Hoe ziet de leerkracht dat een leerling ... ?

1. Ik draag zorg voor mijn materiaal en heb een goede werkhouding:

1e graad en 2e graad

De leerling houdt zijn of haar werkplek netjes, ruimt mee op en toont respect voor eigen materiaal en dat van de klas.

2. Ik heb respect voor mijn eigen werk en dat van anderen: 1e graad en 2e graad

De leerling gaat zorgvuldig om met zijn eigen werk en dat van anderen. De leerling komt niet aan het werk van medeleerlingen, tenzij dit specifiek gevraagd wordt.

3. Ik sta open voor het nieuwe: 1e graad en 2e graad

De leerling luistert enthousiast naar de leerkracht wanneer hij of zij vertelt over een kunstenaar, een nieuwe techniek of het correct gebruik van het materiaal. De leerling durft vragen te stellen en gaat aan de slag met feedback of tips van de leerkracht.

4. Ik kan experimenteren met verschillende materialen en technieken: 2e graad en 3e graad De leerling onderzoekt verschillende materialen en technieken op een zelfstandige manier en kan dit aantonen in zijn of haar schetsboek.

(5)

3. Proces en product verbinden / De bruggenbouwer Reflectievragen

• Wat was de beginsituatie dit schooljaar?

• Is de beginsituatie geëvolueerd?

• Hoe observeren, documenteren en communiceren leerlingen over hun eigen leer- en creatieproces?
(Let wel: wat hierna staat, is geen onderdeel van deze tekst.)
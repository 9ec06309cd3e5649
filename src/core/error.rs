//! Error handling for jv
//!
//! Every failure surfaced by the library is a [`JvError`]. Each variant maps to one
//! [`ErrorClass`], which is what callers branch on: transport failures may be
//! retried by the user, integrity and structure failures mean the artifact itself
//! is bad, privilege failures need elevation, and [`ErrorClass::Unrecoverable`]
//! means the self-update could not restore the original executable.
//!
//! Install and update failures are wrapped in [`JvError::Install`] and
//! [`JvError::Update`] so the message names the phase that failed while
//! [`JvError::class`] still reports the class of the underlying cause.
//!
//! The CLI converts errors with [`user_friendly_error`], which attaches a
//! suggestion and details to the most common failures:
//!
//! ```rust,no_run
//! use jv_cli::core::{JvError, user_friendly_error};
//!
//! let error = JvError::PrivilegeRequired {
//!     operation: "set JAVA_HOME".to_string(),
//! };
//! user_friendly_error(error.into()).display();
//! ```

use colored::Colorize;
use std::fmt;
use std::io;
use std::path::PathBuf;
use std::time::Duration;
use thiserror::Error;

/// Failure class of a [`JvError`].
#[derive(Debug, Clone, Copy, PartialEq, Eq)]
pub enum ErrorClass {
    /// Network unreachable, bad status, interrupted or short transfer.
    Transport,
    /// Checksum mismatch or unsupported checksum algorithm.
    Integrity,
    /// Malformed archive, unsafe entry, or missing runtime executable.
    Structure,
    /// The operation needs elevation the process does not have.
    Privilege,
    /// Reading or writing persistent state (store, inventory, filesystem) failed.
    Persistence,
    /// A self-update failed and the original executable could not be restored.
    Unrecoverable,
    /// Anything else: bad input, unknown names, unsupported platforms.
    Other,
}

impl fmt::Display for ErrorClass {
    fn fmt(&self, f: &mut fmt::Formatter<'_>) -> fmt::Result {
        let name = match self {
            Self::Transport => "transport",
            Self::Integrity => "integrity",
            Self::Structure => "structure",
            Self::Privilege => "privilege",
            Self::Persistence => "persistence",
            Self::Unrecoverable => "unrecoverable",
            Self::Other => "other",
        };
        f.write_str(name)
    }
}

/// Step of the package install pipeline.
#[derive(Debug, Clone, Copy, PartialEq, Eq)]
pub enum InstallPhase {
    Download,
    Verify,
    Extract,
    Validate,
    Promote,
    Record,
}

impl fmt::Display for InstallPhase {
    fn fmt(&self, f: &mut fmt::Formatter<'_>) -> fmt::Result {
        let name = match self {
            Self::Download => "download",
            Self::Verify => "verify",
            Self::Extract => "extract",
            Self::Validate => "validate",
            Self::Promote => "promote",
            Self::Record => "record",
        };
        f.write_str(name)
    }
}

/// Step of the self-update pipeline.
#[derive(Debug, Clone, Copy, PartialEq, Eq)]
pub enum UpdatePhase {
    Check,
    Download,
    Verify,
    Backup,
    Replace,
}

impl fmt::Display for UpdatePhase {
    fn fmt(&self, f: &mut fmt::Formatter<'_>) -> fmt::Result {
        let name = match self {
            Self::Check => "check",
            Self::Download => "download",
            Self::Verify => "verify",
            Self::Backup => "backup",
            Self::Replace => "replace",
        };
        f.write_str(name)
    }
}

/// Errors produced by jv operations.
#[derive(Error, Debug)]
pub enum JvError {
    /// A network request could not be completed.
    #[error("Request to {url} failed: {reason}")]
    Transport { url: String, reason: String },

    /// The byte count written differs from the declared size.
    #[error("Incomplete transfer from {url}: expected {expected} bytes, received {received}")]
    IncompleteTransfer {
        url: String,
        expected: u64,
        received: u64,
    },

    /// An operation ran past its deadline.
    #[error("{operation} timed out after {limit:?}")]
    Timeout { operation: String, limit: Duration },

    /// Release metadata is missing something the update needs.
    #[error("Invalid release metadata: {reason}")]
    ReleaseMetadata { reason: String },

    /// The computed digest does not match the published one.
    #[error("Checksum mismatch for '{file}': expected {expected}, got {actual}")]
    ChecksumMismatch {
        file: String,
        expected: String,
        actual: String,
    },

    /// The publisher used a checksum algorithm jv cannot compute.
    #[error("Unsupported checksum algorithm: {algorithm}")]
    UnsupportedChecksum { algorithm: String },

    /// The archive is corrupt, of an unknown kind, or contains unsafe entries.
    #[error("Invalid archive '{path}': {reason}")]
    InvalidArchive { path: PathBuf, reason: String },

    /// The extracted payload is not a usable JDK.
    #[error("Invalid package structure: {reason}")]
    InvalidPackageStructure { reason: String },

    /// The operation requires elevation.
    #[error("Administrator privileges are required to {operation}")]
    PrivilegeRequired { operation: String },

    /// Reading or writing the environment store failed.
    #[error("Failed to {operation} in {store}: {reason}")]
    Store {
        operation: String,
        store: String,
        reason: String,
    },

    /// The configuration file could not be read, parsed or written.
    #[error("Configuration error in {}: {reason}", path.display())]
    Config { path: PathBuf, reason: String },

    /// A local filesystem operation failed.
    #[error("Failed to {operation} '{}': {source}", path.display())]
    FileSystem {
        operation: String,
        path: PathBuf,
        #[source]
        source: io::Error,
    },

    /// Renaming the staged payload onto its final path failed.
    #[error("Failed to move '{}' into '{}': {reason}", staged.display(), target.display())]
    PromotionFailed {
        staged: PathBuf,
        target: PathBuf,
        reason: String,
    },

    /// A requested version, installation or path is unknown.
    #[error("{what} not found")]
    NotFound { what: String },

    /// The distributor identifier is not registered.
    #[error("Unknown distributor '{id}' (available: {available})")]
    UnknownDistributor { id: String, available: String },

    /// The running platform has no mapping in a distributor catalog.
    #[error("Unsupported platform {os}/{arch}")]
    UnsupportedPlatform { os: String, arch: String },

    /// Input rejected before any state was touched.
    #[error("{message}")]
    InvalidInput { message: String },

    /// Replacing the executable failed and the backup was restored.
    #[error("update rolled back, original executable restored ({reason})")]
    RolledBack { reason: String },

    /// A package install failed during `phase`.
    #[error("Install failed during {phase}: {source}")]
    Install {
        phase: InstallPhase,
        #[source]
        source: Box<JvError>,
    },

    /// A self-update failed during `phase`.
    #[error("Self-update failed during {phase}: {source}")]
    Update {
        phase: UpdatePhase,
        #[source]
        source: Box<JvError>,
    },

    /// Replacing the executable failed and so did restoring the backup.
    #[error(
        "Self-update failed and the original executable could not be restored: {update_error}; restore failed: {rollback_error}"
    )]
    Unrecoverable {
        update_error: String,
        rollback_error: String,
        backup_path: PathBuf,
    },
}

impl JvError {
    /// Failure class of this error, looking through phase wrappers.
    #[must_use]
    pub fn class(&self) -> ErrorClass {
        match self {
            Self::Transport { .. }
            | Self::IncompleteTransfer { .. }
            | Self::Timeout { .. } => ErrorClass::Transport,
            Self::ChecksumMismatch { .. } | Self::UnsupportedChecksum { .. } => {
                ErrorClass::Integrity
            }
            Self::InvalidArchive { .. }
            | Self::InvalidPackageStructure { .. }
            | Self::ReleaseMetadata { .. } => ErrorClass::Structure,
            Self::PrivilegeRequired { .. } => ErrorClass::Privilege,
            Self::Store { .. }
            | Self::Config { .. }
            | Self::FileSystem { .. }
            | Self::PromotionFailed { .. }
            | Self::RolledBack { .. } => ErrorClass::Persistence,
            Self::Unrecoverable { .. } => ErrorClass::Unrecoverable,
            Self::NotFound { .. }
            | Self::UnknownDistributor { .. }
            | Self::UnsupportedPlatform { .. }
            | Self::InvalidInput { .. } => ErrorClass::Other,
            Self::Install { source, .. } | Self::Update { source, .. } => source.class(),
        }
    }

    /// Whether repeating the same operation may succeed without user action.
    #[must_use]
    pub fn is_retriable(&self) -> bool {
        self.class() == ErrorClass::Transport
    }

    /// The innermost error below any phase wrappers.
    #[must_use]
    pub fn root(&self) -> &Self {
        match self {
            Self::Install { source, .. } | Self::Update { source, .. } => source.root(),
            other => other,
        }
    }

    /// Wrap this error with the install phase it happened in.
    #[must_use]
    pub fn in_install_phase(self, phase: InstallPhase) -> Self {
        Self::Install {
            phase,
            source: Box::new(self),
        }
    }

    /// Wrap this error with the update phase it happened in.
    #[must_use]
    pub fn in_update_phase(self, phase: UpdatePhase) -> Self {
        Self::Update {
            phase,
            source: Box::new(self),
        }
    }

    /// Build a [`JvError::FileSystem`], mapping permission errors to
    /// [`JvError::PrivilegeRequired`].
    pub fn io(operation: impl Into<String>, path: impl Into<PathBuf>, source: io::Error) -> Self {
        let operation = operation.into();
        let path = path.into();
        if source.kind() == io::ErrorKind::PermissionDenied {
            return Self::PrivilegeRequired {
                operation: format!("{operation} '{}'", path.display()),
            };
        }
        Self::FileSystem {
            operation,
            path,
            source,
        }
    }

    /// Build a [`JvError::Transport`] from a reqwest error.
    pub fn transport(url: impl Into<String>, source: &reqwest::Error) -> Self {
        let reason = if source.is_timeout() {
            "request timed out".to_string()
        } else if source.is_connect() {
            format!("connection failed: {source}")
        } else if let Some(status) = source.status() {
            format!("HTTP {status}")
        } else {
            source.to_string()
        };
        Self::Transport {
            url: url.into(),
            reason,
        }
    }
}

/// An error with an optional suggestion and details for display.
#[derive(Debug)]
pub struct ErrorContext {
    /// The underlying error.
    pub error: JvError,
    /// What the user can do about it.
    pub suggestion: Option<String>,
    /// Extra background on the failure.
    pub details: Option<String>,
}

impl ErrorContext {
    #[must_use]
    pub const fn new(error: JvError) -> Self {
        Self {
            error,
            suggestion: None,
            details: None,
        }
    }

    #[must_use]
    pub fn with_suggestion(mut self, suggestion: impl Into<String>) -> Self {
        self.suggestion = Some(suggestion.into());
        self
    }

    #[must_use]
    pub fn with_details(mut self, details: impl Into<String>) -> Self {
        self.details = Some(details.into());
        self
    }

    /// Print the error to stderr with colors.
    pub fn display(&self) {
        eprintln!("{}: {}", "error".red().bold(), self.error);

        if let Some(details) = &self.details {
            eprintln!("{}: {}", "details".yellow(), details);
        }

        if let Some(suggestion) = &self.suggestion {
            eprintln!("{}: {}", "suggestion".green(), suggestion);
        }
    }
}

impl fmt::Display for ErrorContext {
    fn fmt(&self, f: &mut fmt::Formatter<'_>) -> fmt::Result {
        write!(f, "{}", self.error)?;

        if let Some(details) = &self.details {
            write!(f, "\nDetails: {details}")?;
        }

        if let Some(suggestion) = &self.suggestion {
            write!(f, "\nSuggestion: {suggestion}")?;
        }

        Ok(())
    }
}

impl std::error::Error for ErrorContext {}

/// Convert any error into an [`ErrorContext`] with a suggestion where one is known.
#[must_use]
pub fn user_friendly_error(error: anyhow::Error) -> ErrorContext {
    match error.downcast::<JvError>() {
        Ok(jv_error) => create_error_context(jv_error),
        Err(error) => {
            let permission_denied = error
                .downcast_ref::<io::Error>()
                .is_some_and(|e| e.kind() == io::ErrorKind::PermissionDenied);
            if permission_denied {
                return ErrorContext::new(JvError::PrivilegeRequired {
                    operation: "access a protected file".to_string(),
                })
                .with_suggestion("Re-run from an elevated shell (Administrator or sudo)");
            }
            ErrorContext::new(JvError::InvalidInput {
                message: format!("{error:#}"),
            })
        }
    }
}

fn create_error_context(error: JvError) -> ErrorContext {
    let suggestion = match error.root() {
        JvError::Unrecoverable { backup_path, .. } => Some(format!(
            "Restore manually by copying '{}' over the jv executable",
            backup_path.display()
        )),
        JvError::PrivilegeRequired { .. } => Some(
            "Re-run from an elevated shell (Administrator on Windows, sudo elsewhere), or install with user scope"
                .to_string(),
        ),
        JvError::ChecksumMismatch { .. } => Some(
            "The download was corrupted or tampered with. Nothing was installed; try again later"
                .to_string(),
        ),
        JvError::UnknownDistributor { .. } => {
            Some("Run 'jv available' to see the supported distributors".to_string())
        }
        JvError::NotFound { .. } => {
            Some("Run 'jv list' to see installed versions or 'jv available' for downloads".to_string())
        }
        JvError::Config { path, .. } => Some(format!(
            "Fix or remove '{}'; jv recreates it with defaults",
            path.display()
        )),
        _ if error.is_retriable() => {
            Some("Check your network connection and try again".to_string())
        }
        _ => None,
    };

    let details = match error.root() {
        JvError::Unrecoverable { .. } => Some(
            "The executable may be missing or corrupt until the backup is restored".to_string(),
        ),
        JvError::RolledBack { .. } => Some("Your installed version was not changed".to_string()),
        JvError::PromotionFailed { .. } => Some(
            "Any previous installation at the target path was already removed".to_string(),
        ),
        _ => None,
    };

    let mut context = ErrorContext::new(error);
    if let Some(suggestion) = suggestion {
        context = context.with_suggestion(suggestion);
    }
    if let Some(details) = details {
        context = context.with_details(details);
    }
    context
}
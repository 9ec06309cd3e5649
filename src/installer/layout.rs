//! Where installed JDKs live.
//!
//! | scope  | final path                                         |
//! |--------|----------------------------------------------------|
//! | system | `<system root>/<distributor name>/jdk-<version>`   |
//! | user   | `<user root>/jdk-<version>`                        |
//!
//! The system root is `%ProgramFiles%` on Windows and `/opt` elsewhere; the
//! user root is `~/.jv`. Staging directories are created inside the same base
//! directory as the final path so promotion is a same-filesystem rename.

use crate::config::InstallScope;
use crate::core::JvError;
use crate::utils::platform::get_home_dir;
use std::path::{Path, PathBuf};

#[derive(Debug, Clone, PartialEq, Eq)]
pub struct InstallLayout {
    system_root: PathBuf,
    user_root: PathBuf,
}

impl InstallLayout {
    pub fn new(system_root: impl Into<PathBuf>, user_root: impl Into<PathBuf>) -> Self {
        Self {
            system_root: system_root.into(),
            user_root: user_root.into(),
        }
    }

    /// The platform defaults.
    pub fn from_environment() -> Result<Self, JvError> {
        let system_root = if cfg!(windows) {
            std::env::var_os("ProgramFiles")
                .map(PathBuf::from)
                .unwrap_or_else(|| PathBuf::from(r"C:\Program Files"))
        } else {
            PathBuf::from("/opt")
        };
        let user_root = get_home_dir()?.join(".jv");
        Ok(Self::new(system_root, user_root))
    }

    #[must_use]
    pub fn user_root(&self) -> &Path {
        &self.user_root
    }

    #[must_use]
    pub fn system_root(&self) -> &Path {
        &self.system_root
    }

    /// Directory that holds installs (and staging) for a scope.
    #[must_use]
    pub fn base_dir(&self, scope: InstallScope, distributor_name: &str) -> PathBuf {
        match scope {
            InstallScope::System => self.system_root.join(sanitize(distributor_name)),
            InstallScope::User => self.user_root.clone(),
        }
    }

    /// Final directory for `version`.
    #[must_use]
    pub fn final_path(&self, scope: InstallScope, distributor_name: &str, version: &str) -> PathBuf {
        self.base_dir(scope, distributor_name)
            .join(format!("jdk-{}", sanitize(version)))
    }
}

/// Keep names usable as a single path component.
fn sanitize(component: &str) -> String {
    component
        .trim()
        .chars()
        .map(|c| match c {
            '/' | '\\' | ':' | '*' | '?' | '"' | '<' | '>' | '|' => '-',
            c => c,
        })
        .collect::<String>()
        .trim_matches('.')
        .to_string()
}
• Hoe stimuleert de leerkracht het vertrouwen in de eigen mogelijkheden en de zelfstandigheid binnen het artistiek parcours?

• Hoe en wanneer wordt er tijd gemaakt om het artistiek proces en product te bespreken?

Hoe ziet de leerkracht dat een leerling ... ?

1. Ik durf aan een opdracht te beginnen: 1e graad

De leerling heeft vertrouwen in zichzelf en start na de uitleg van de leerkracht spontaan aan de opdracht.

Ik kan zelfstandig aan een opdracht beginnen en deze mooi afwerken: 2e graad

De leerling heeft vertrouwen in zijn eigen mogelijkheden en durft vragen stellen aan de leerkracht alvorens aan de opdracht te beginnen. De leerling kan met behulp van tips en begeleiding van de leerkracht zijn of haar opdracht afwerken.

2. Ik heb plezier in het uitwerken van mijn ideeën: 1e graad en 2e graad

De leerling is spontaan en enthousiast tijdens het creatieproces en kan aandachtig en geconcen- treerd werken.

3. Ik durf op zoek te gaan naar mijn eigen stijl, ik volg mijn eigen weg: 2e graad

De leerling is niet bang om te falen en weet dat dit onderdeel is van het creatieproces. De leerling kan een evolutie aantonen in zijn of haar werk of schetsboek(en).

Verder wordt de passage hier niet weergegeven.